For your third paragraph, you couldn't be more wrong. Once a windows machine is compromised and the remote user has administrative access, they don't need to be "on site". They have access to your hardware and all they need to do is write to your hard drive. Heck, they could just replace your linux kernel. They could erase everything and install OpenBSD.
Hyper Tails
February 20th, 2009, 10:32 PM
That depends what virus it gets infected by
because if you have wine or any other linux emulator, some windows viruses can run with wine.

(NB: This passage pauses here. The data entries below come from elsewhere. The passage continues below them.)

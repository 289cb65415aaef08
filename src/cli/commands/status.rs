//! Status command implementation.

use crate::cli::{format_timestamp, Output};
use crate::config::Settings;
use crate::repository::{SqliteRepository, VideoRepository, VideoStatus};
use anyhow::Result;

/// Run the status command.
pub async fn run_status(video_id: &str, settings: Settings) -> Result<()> {
    let repository = SqliteRepository::new(&settings.sqlite_path())?;

    let Some(video) = repository.get_video(video_id).await? else {
        Output::error(&format!("No video with ID {}", video_id));
        anyhow::bail!("Video not found: {}", video_id);
    };

    Output::header(&video.title);
    Output::kv("id", &video.id);
    Output::kv("status", &video.status.to_string());
    if let Some(duration) = video.duration_seconds {
        Output::kv("duration", &format_timestamp(duration));
    }
    if let Some(error) = &video.error_message {
        Output::kv("error", error);
    }

    if video.status == VideoStatus::Processing {
        // Job progress and stage live in the process that enqueued the job;
        // this command only sees the persisted record.
        Output::info("Processing in progress; the process command shows live progress and stage.");
    }

    if video.status == VideoStatus::Completed {
        let segments = repository.get_segments(&video.id).await?;
        Output::kv("chapters", &segments.len().to_string());
        for segment in &segments {
            println!(
                "  {}. [{}] {}",
                segment.order_index + 1,
                format_timestamp(segment.start_time),
                segment.title
            );
        }
    }

    Ok(())
}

thats only if you mount the partition
xzero1
February 20th, 2009, 10:47 PM
For your third paragraph, you couldn't be more wrong. Once a windows machine is compromised and the remote user has administrative access, they don't need to be "on site". They have access to your hardware and all they need to do is write to your hard drive. Heck, they could just replace your linux kernel. They could erase everything and install OpenBSD.So the question becomes is there any way to detect that linux has been compromised? I would say yes, (using signatures for critical files) but only if that detection was external to linux itself.
Slim Odds
February 20th, 2009, 10:59 PM
So the question becomes is there any way to detect that linux has been compromised? I would say yes, (using signatures for critical files) but only if that detection was external to linux itself.
Exactly.
My point is that disks are just bit and bytes. And that in any dual boot system either OS has complete and total access to the data on the drives.
Each OS knows how to limit access to it's own file system when it's the one that's running. So, for example, when linux is not running, it cannot protect it's file system. Simple as that.
And the same goes for any two operating systems.